A named tuple to store the quantum error bars, but where x0 is used instead of f0, i.e., the figure of merit is not transformed according to the xtof transformation specified to the HistogramAnalysis constructor.

This class should only be used internally.

New in version 5.2.

Delta

Alias for field number 1

gamma

Alias for field number 2

x0

Alias for field number 0

y0

Alias for field number 3

class tomographer.querrorbars.FitModelSpec(fn, converter)

Bases: tuple

Type used to specify a fit model function along with a “converter” implementation.

See fit_models.

New in version 5.2.

converter

Alias for field number 1

fn

Alias for field number 0

tomographer.querrorbars.zm(w, m)

Returns the “skewing” portion of \(y(x)\).

The function is defined as

\[z_m(w) = \frac{m}{2} w^2 - 2m\,w + m \ln w + \frac{3m}{2} \ ,\]
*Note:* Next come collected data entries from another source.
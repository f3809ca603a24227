pub mod check_ops;
pub mod config_ops;
pub mod convert_ops;
pub mod profile_ops;
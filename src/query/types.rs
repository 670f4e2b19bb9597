use crate::errors::DbError;
use bson::Bson;
use serde::{Deserialize, Serialize};

// Safety limits to prevent resource abuse
pub(crate) const MAX_PATH_DEPTH: usize = 32;
pub(crate) const MAX_IN_SET: usize = 1000;
pub(crate) const MAX_SORT_FIELDS: usize = 8;
pub(crate) const MAX_PROJECTION_FIELDS: usize = 64;
pub(crate) const MAX_REGEX_LEN: usize = 512;

#[derive(Debug, Clone, Copy, PartialEq, Eq, Serialize, Deserialize)]
pub enum Order {
    Asc,
    Desc,
}

#[derive(Debug, Clone, PartialEq, Eq, Serialize, Deserialize)]
pub struct SortSpec {
    pub field: String,
    pub order: Order,
}

impl SortSpec {
    pub fn asc(field: impl Into<String>) -> Self {
        Self { field: field.into(), order: Order::Asc }
    }

    pub fn desc(field: impl Into<String>) -> Self {
        Self { field: field.into(), order: Order::Desc }
    }
}

/// Options for `find_docs`.
///
/// Sorting happens before `skip`/`limit`, projection last. Without a sort the
/// result follows ascending `_id`.
#[derive(Debug, Clone, Default, Serialize, Deserialize)]
pub struct FindOptions {
    pub projection: Option<Vec<String>>,
    pub sort: Option<Vec<SortSpec>>,
    pub limit: Option<usize>,
    pub skip: Option<usize>,
}

impl FindOptions {
    pub fn project<I, S>(fields: I) -> Self
    where
        I: IntoIterator<Item = S>,
        S: Into<String>,
    {
        Self { projection: Some(fields.into_iter().map(Into::into).collect()), ..Self::default() }
    }
}

#[derive(Debug, Clone, Copy, PartialEq, Eq)]
pub enum CmpOp {
    Eq,
    Gt,
    Gte,
    Lt,
    Lte,
}

#[derive(Debug, Clone)]
pub enum Filter {
    True,
    And(Vec<Filter>),
    Or(Vec<Filter>),
    Not(Box<Filter>),
    Exists { path: String, exists: bool },
    In { path: String, values: Vec<Bson> },
    Cmp { path: String, op: CmpOp, value: Bson },
    Regex { path: String, regex: regex::Regex },
    /// Some element of the array at `path` is a document matching `filter`.
    ElemMatch { path: String, filter: Box<Filter> },
    /// The array at `path` is non-empty and every element is a document matching `filter`.
    AllMatch { path: String, filter: Box<Filter> },
    /// Compares the length of the array at `path`.
    Size { path: String, op: CmpOp, len: usize },
}

impl Filter {
    fn cmp(path: impl Into<String>, op: CmpOp, value: impl Into<Bson>) -> Self {
        Self::Cmp { path: path.into(), op, value: value.into() }
    }

    pub fn eq(path: impl Into<String>, value: impl Into<Bson>) -> Self {
        Self::cmp(path, CmpOp::Eq, value)
    }

    pub fn gt(path: impl Into<String>, value: impl Into<Bson>) -> Self {
        Self::cmp(path, CmpOp::Gt, value)
    }

    pub fn gte(path: impl Into<String>, value: impl Into<Bson>) -> Self {
        Self::cmp(path, CmpOp::Gte, value)
    }

    pub fn lt(path: impl Into<String>, value: impl Into<Bson>) -> Self {
        Self::cmp(path, CmpOp::Lt, value)
    }

    pub fn lte(path: impl Into<String>, value: impl Into<Bson>) -> Self {
        Self::cmp(path, CmpOp::Lte, value)
    }

    pub fn elem_match(path: impl Into<String>, filter: Self) -> Self {
        Self::ElemMatch { path: path.into(), filter: Box::new(filter) }
    }

    pub fn all_match(path: impl Into<String>, filter: Self) -> Self {
        Self::AllMatch { path: path.into(), filter: Box::new(filter) }
    }

    pub fn size(path: impl Into<String>, op: CmpOp, len: usize) -> Self {
        Self::Size { path: path.into(), op, len }
    }

    /// # Errors
    /// Returns `DbError::QueryError` for an over-long or invalid pattern.
    pub fn regex(path: impl Into<String>, pattern: &str) -> Result<Self, DbError> {
        if pattern.len() > MAX_REGEX_LEN {
            return Err(DbError::QueryError(format!("regex longer than {MAX_REGEX_LEN} bytes")));
        }
        let regex = regex::Regex::new(pattern).map_err(|e| DbError::QueryError(e.to_string()))?;
        Ok(Self::Regex { path: path.into(), regex })
    }

    #[must_use]
    pub const fn type_name(&self) -> &'static str {
        match self {
            Self::True => "true",
            Self::And(_) => "$and",
            Self::Or(_) => "$or",
            Self::Not(_) => "$not",
            Self::Exists { .. } => "$exists",
            Self::In { .. } => "$in",
            Self::Cmp { op, .. } => match op {
                CmpOp::Eq => "$eq",
                CmpOp::Gt => "$gt",
                CmpOp::Gte => "$gte",
                CmpOp::Lt => "$lt",
                CmpOp::Lte => "$lte",
            },
            Self::Regex { .. } => "$regex",
            Self::ElemMatch { .. } => "$elemMatch",
            Self::AllMatch { .. } => "$all",
            Self::Size { .. } => "$size",
        }
    }
}
use chrono::NaiveDate;
use students_marks::Database;
use students_marks::config::AppConfig;
use students_marks::errors::StudentsError;
use students_marks::students::{Mark, Student, StudentsService, StudentsServiceImpl};

fn service() -> StudentsServiceImpl {
    Database::in_memory().students_service(&AppConfig::default()).unwrap()
}

fn date(y: i32, m: u32, d: u32) -> NaiveDate {
    NaiveDate::from_ymd_opt(y, m, d).unwrap()
}

fn ids(students: &[Student]) -> Vec<i64> {
    students.iter().map(|s| s.id).collect()
}

#[test]
fn add_student_then_marks() {
    let svc = service();
    let added = svc.add_student(&Student::new(8, "058-1234567")).unwrap();
    assert_eq!(added, Student::new(8, "058-1234567"));
    assert!(svc.get_marks(8).unwrap().is_empty());

    let mark = Mark::new("Math", 70, date(2024, 1, 15));
    assert_eq!(svc.add_mark(8, &mark).unwrap(), mark);
    assert_eq!(svc.get_marks(8).unwrap(), vec![mark]);
    assert_eq!(svc.get_student(8).unwrap(), Student::new(8, "058-1234567"));
}

#[test]
fn duplicate_student_is_rejected() {
    let svc = service();
    svc.add_student(&Student::new(1, "050-1")).unwrap();
    let err = svc.add_student(&Student::new(1, "050-2")).unwrap_err();
    assert!(err.is_already_exists());
    assert_eq!(svc.get_student(1).unwrap().phone, "050-1");
}

#[test]
fn unknown_id_is_not_found_everywhere() {
    let svc = service();
    let mark = Mark::new("Math", 90, date(2024, 1, 1));
    assert!(svc.add_mark(42, &mark).unwrap_err().is_not_found());
    assert!(svc.update_phone_number(42, "050").unwrap_err().is_not_found());
    assert!(svc.remove_student(42).unwrap_err().is_not_found());
    assert!(svc.get_student(42).unwrap_err().is_not_found());
    assert!(svc.get_marks(42).unwrap_err().is_not_found());
    assert!(svc.get_student_marks_subject(42, "Math").unwrap_err().is_not_found());
    assert!(svc.get_student_marks_at_dates(42, date(2024, 1, 1), date(2024, 2, 1)).unwrap_err().is_not_found());
}

#[test]
fn marks_keep_append_order() {
    let svc = service();
    svc.add_student(&Student::new(3, "052")).unwrap();
    let marks = vec![
        Mark::new("Physics", 60, date(2024, 3, 1)),
        Mark::new("Math", 95, date(2024, 1, 1)),
        Mark::new("Physics", 60, date(2024, 3, 1)),
    ];
    for m in &marks {
        svc.add_mark(3, m).unwrap();
    }
    assert_eq!(svc.get_marks(3).unwrap(), marks);
}

#[test]
fn phone_update_leaves_marks_alone() {
    let svc = service();
    svc.add_student(&Student::new(5, "050-5")).unwrap();
    let mark = Mark::new("History", 77, date(2023, 11, 2));
    svc.add_mark(5, &mark).unwrap();

    let updated = svc.update_phone_number(5, "054-9").unwrap();
    assert_eq!(updated, Student::new(5, "054-9"));
    assert_eq!(svc.get_marks(5).unwrap(), vec![mark]);
    assert_eq!(svc.get_student_by_phone_number("054-9").unwrap(), Some(Student::new(5, "054-9")));
    assert_eq!(svc.get_student_by_phone_number("050-5").unwrap(), None);
}

#[test]
fn remove_returns_last_state() {
    let svc = service();
    svc.add_student(&Student::new(9, "059")).unwrap();
    svc.add_mark(9, &Mark::new("Art", 88, date(2024, 5, 5))).unwrap();

    let removed = svc.remove_student(9).unwrap();
    assert_eq!(removed.id, 9);
    assert_eq!(removed.phone, "059");
    assert_eq!(removed.marks, vec![Mark::new("Art", 88, date(2024, 5, 5))]);
    assert!(svc.get_student(9).unwrap_err().is_not_found());
    assert!(svc.remove_student(9).unwrap_err().is_not_found());
}

#[test]
fn phone_prefix_needs_extra_characters() {
    let svc = service();
    svc.add_student(&Student::new(1, "050-111")).unwrap();
    svc.add_student(&Student::new(2, "050")).unwrap();
    svc.add_student(&Student::new(3, "052-333")).unwrap();
    svc.add_student(&Student::new(4, "050-444")).unwrap();

    assert_eq!(ids(&svc.get_students_by_phone_prefix("050").unwrap()), vec![1, 4]);
    assert!(svc.get_students_by_phone_prefix("053").unwrap().is_empty());
}

#[test]
fn phone_prefix_is_literal() {
    let svc = service();
    svc.add_student(&Student::new(1, "+972-50")).unwrap();
    svc.add_student(&Student::new(2, "9972-50")).unwrap();
    assert_eq!(ids(&svc.get_students_by_phone_prefix("+9").unwrap()), vec![1]);
    assert_eq!(ids(&svc.get_students_by_phone_prefix(".").unwrap()), Vec::<i64>::new());
}

fn seeded() -> StudentsServiceImpl {
    let svc = service();
    for (id, phone) in [(1, "050-1"), (2, "050-2"), (3, "050-3"), (4, "050-4")] {
        svc.add_student(&Student::new(id, phone)).unwrap();
    }
    svc.add_mark(1, &Mark::new("Math", 90, date(2024, 1, 15))).unwrap();
    svc.add_mark(1, &Mark::new("Physics", 85, date(2024, 2, 1))).unwrap();
    svc.add_mark(2, &Mark::new("Math", 70, date(2024, 1, 31))).unwrap();
    svc.add_mark(2, &Mark::new("Math", 95, date(2024, 3, 1))).unwrap();
    svc.add_mark(2, &Mark::new("History", 60, date(2024, 1, 1))).unwrap();
    svc.add_mark(3, &Mark::new("Physics", 55, date(2023, 12, 31))).unwrap();
    // student 4 has no marks
    svc
}

#[test]
fn students_with_mark_on_date() {
    let svc = seeded();
    assert_eq!(ids(&svc.get_students_marks_date(date(2024, 1, 15)).unwrap()), vec![1]);
    assert!(svc.get_students_marks_date(date(2024, 1, 16)).unwrap().is_empty());
}

#[test]
fn students_with_mark_in_month() {
    let svc = seeded();
    assert_eq!(ids(&svc.get_students_marks_month_year(1, 2024).unwrap()), vec![1, 2]);
    assert_eq!(ids(&svc.get_students_marks_month_year(12, 2023).unwrap()), vec![3]);
    assert!(svc.get_students_marks_month_year(6, 2024).unwrap().is_empty());
    assert!(matches!(svc.get_students_marks_month_year(13, 2024), Err(StudentsError::InvalidArgument(_))));
}

#[test]
fn good_subject_mark_is_strict() {
    let svc = seeded();
    assert_eq!(ids(&svc.get_students_good_subject_mark("Math", 80).unwrap()), vec![1, 2]);
    assert_eq!(ids(&svc.get_students_good_subject_mark("Math", 90).unwrap()), vec![2]);
    assert!(svc.get_students_good_subject_mark("Math", 95).unwrap().is_empty());
    assert!(svc.get_students_good_subject_mark("Art", 0).unwrap().is_empty());
}

#[test]
fn all_good_marks_needs_every_mark_above() {
    let svc = seeded();
    assert_eq!(ids(&svc.get_students_all_good_marks(80).unwrap()), vec![1]);
    assert_eq!(ids(&svc.get_students_all_good_marks(50).unwrap()), vec![1, 2, 3]);
    // a student without marks never qualifies
    assert!(!ids(&svc.get_students_all_good_marks(0).unwrap()).contains(&4));
}

#[test]
fn all_good_marks_in_subject() {
    let svc = seeded();
    assert_eq!(ids(&svc.get_students_all_good_marks_subject("Math", 80).unwrap()), vec![1]);
    assert_eq!(ids(&svc.get_students_all_good_marks_subject("Math", 65).unwrap()), vec![1, 2]);
    assert_eq!(ids(&svc.get_students_all_good_marks_subject("Physics", 50).unwrap()), vec![1, 3]);
}

#[test]
fn few_marks_counts_empty_lists() {
    let svc = seeded();
    assert_eq!(ids(&svc.get_students_few_marks(2).unwrap()), vec![3, 4]);
    assert_eq!(ids(&svc.get_students_few_marks(1).unwrap()), vec![4]);
    assert!(svc.get_students_few_marks(0).unwrap().is_empty());
}

#[test]
fn marks_amount_between_is_inclusive() {
    let svc = seeded();
    assert_eq!(ids(&svc.get_students_marks_amount_between(1, 2).unwrap()), vec![1, 3]);
    assert_eq!(ids(&svc.get_students_marks_amount_between(0, 0).unwrap()), vec![4]);
    assert_eq!(ids(&svc.get_students_marks_amount_between(3, 10).unwrap()), vec![2]);
    assert!(svc.get_students_marks_amount_between(3, 1).unwrap().is_empty());
}

#[test]
fn marks_of_one_student_by_subject_and_dates() {
    let svc = seeded();
    assert_eq!(
        svc.get_student_marks_subject(2, "Math").unwrap(),
        vec![Mark::new("Math", 70, date(2024, 1, 31)), Mark::new("Math", 95, date(2024, 3, 1))]
    );
    assert!(svc.get_student_marks_subject(4, "Math").unwrap().is_empty());

    assert_eq!(
        svc.get_student_marks_at_dates(2, date(2024, 1, 1), date(2024, 1, 31)).unwrap(),
        vec![Mark::new("Math", 70, date(2024, 1, 31)), Mark::new("History", 60, date(2024, 1, 1))]
    );
    assert!(svc.get_student_marks_at_dates(2, date(2025, 1, 1), date(2025, 12, 31)).unwrap().is_empty());
}

#[test]
fn missing_marks_field_counts_as_no_marks() {
    use bson::doc;
    use students_marks::document::Document;
    use students_marks::types::DocumentId;

    let db = Database::in_memory();
    let svc = db.students_service(&AppConfig::default()).unwrap();
    svc.add_student(&Student::new(1, "050-1")).unwrap();
    svc.add_mark(1, &Mark::new("Math", 90, date(2024, 1, 15))).unwrap();
    let col = db.collection("students").unwrap();
    col.insert_document(Document::new(DocumentId(7), doc! { "phone": "057" })).unwrap();
    col.insert_document(Document::new(DocumentId(8), doc! { "phone": "058", "marks": bson::Bson::Null })).unwrap();

    assert!(svc.get_marks(7).unwrap().is_empty());
    assert!(svc.get_students_few_marks(0).unwrap().is_empty());
    assert_eq!(ids(&svc.get_students_few_marks(1).unwrap()), vec![7, 8]);
    assert_eq!(ids(&svc.get_students_marks_amount_between(0, 0).unwrap()), vec![7, 8]);
    assert_eq!(ids(&svc.get_students_marks_amount_between(0, 1).unwrap()), vec![1, 7, 8]);
    assert_eq!(ids(&svc.get_students_marks_amount_between(1, 1).unwrap()), vec![1]);
}

#[test]
fn concurrent_appends_keep_every_mark() {
    let svc = std::sync::Arc::new(service());
    svc.add_student(&Student::new(1, "050")).unwrap();
    let handles: Vec<_> = (0..8)
        .map(|t| {
            let svc = std::sync::Arc::clone(&svc);
            std::thread::spawn(move || {
                for i in 0..50 {
                    svc.add_mark(1, &Mark::new(format!("s{t}"), i, date(2024, 1, 1))).unwrap();
                }
            })
        })
        .collect();
    for h in handles {
        h.join().unwrap();
    }
    let marks = svc.get_marks(1).unwrap();
    assert_eq!(marks.len(), 400);
    for t in 0..8 {
        let scores: Vec<i32> = marks.iter().filter(|m| m.subject == format!("s{t}")).map(|m| m.score).collect();
        assert_eq!(scores, (0..50).collect::<Vec<_>>());
    }
}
and relates to the difference of our fit model with its deskewed version as \(y(x) - y_{\mathrm{deskewed}}(x) = z_m(x/x_0)\).

New in version 5.2.

tomographer.querrorbars.qu_error_bars_from_deskewed(xtof, m, a, x0, y0)

Deprecated since version 5.2: Use FitParamToQuErrorBars_a2 instead.

tomographer.querrorbars.qu_error_bars_to_deskewed_c(ftox, f0, Delta, gamma, y0=1)

Deprecated since version 5.2: Use FitParamToQuErrorBars_a2 instead.

tomographer.querrorbars.deskew_logmu_curve(a2, a1, m, c)

Deprecated since version 5.2: Use FitParamToQuErrorBars_a2 instead.

De-skew the fit model to obtain a second order approximation at the peak maximum (see details of how to calculate the quantum error bars in our paper).

Usage:

(a, x0, y0) = deskew_logmu_curve(a2, a1, m, c)
tomographer.querrorbars.reskew_logmu_curve(m, a, x0, y0)

Deprecated since version 5.2: Use FitParamToQuErrorBars_a2 instead.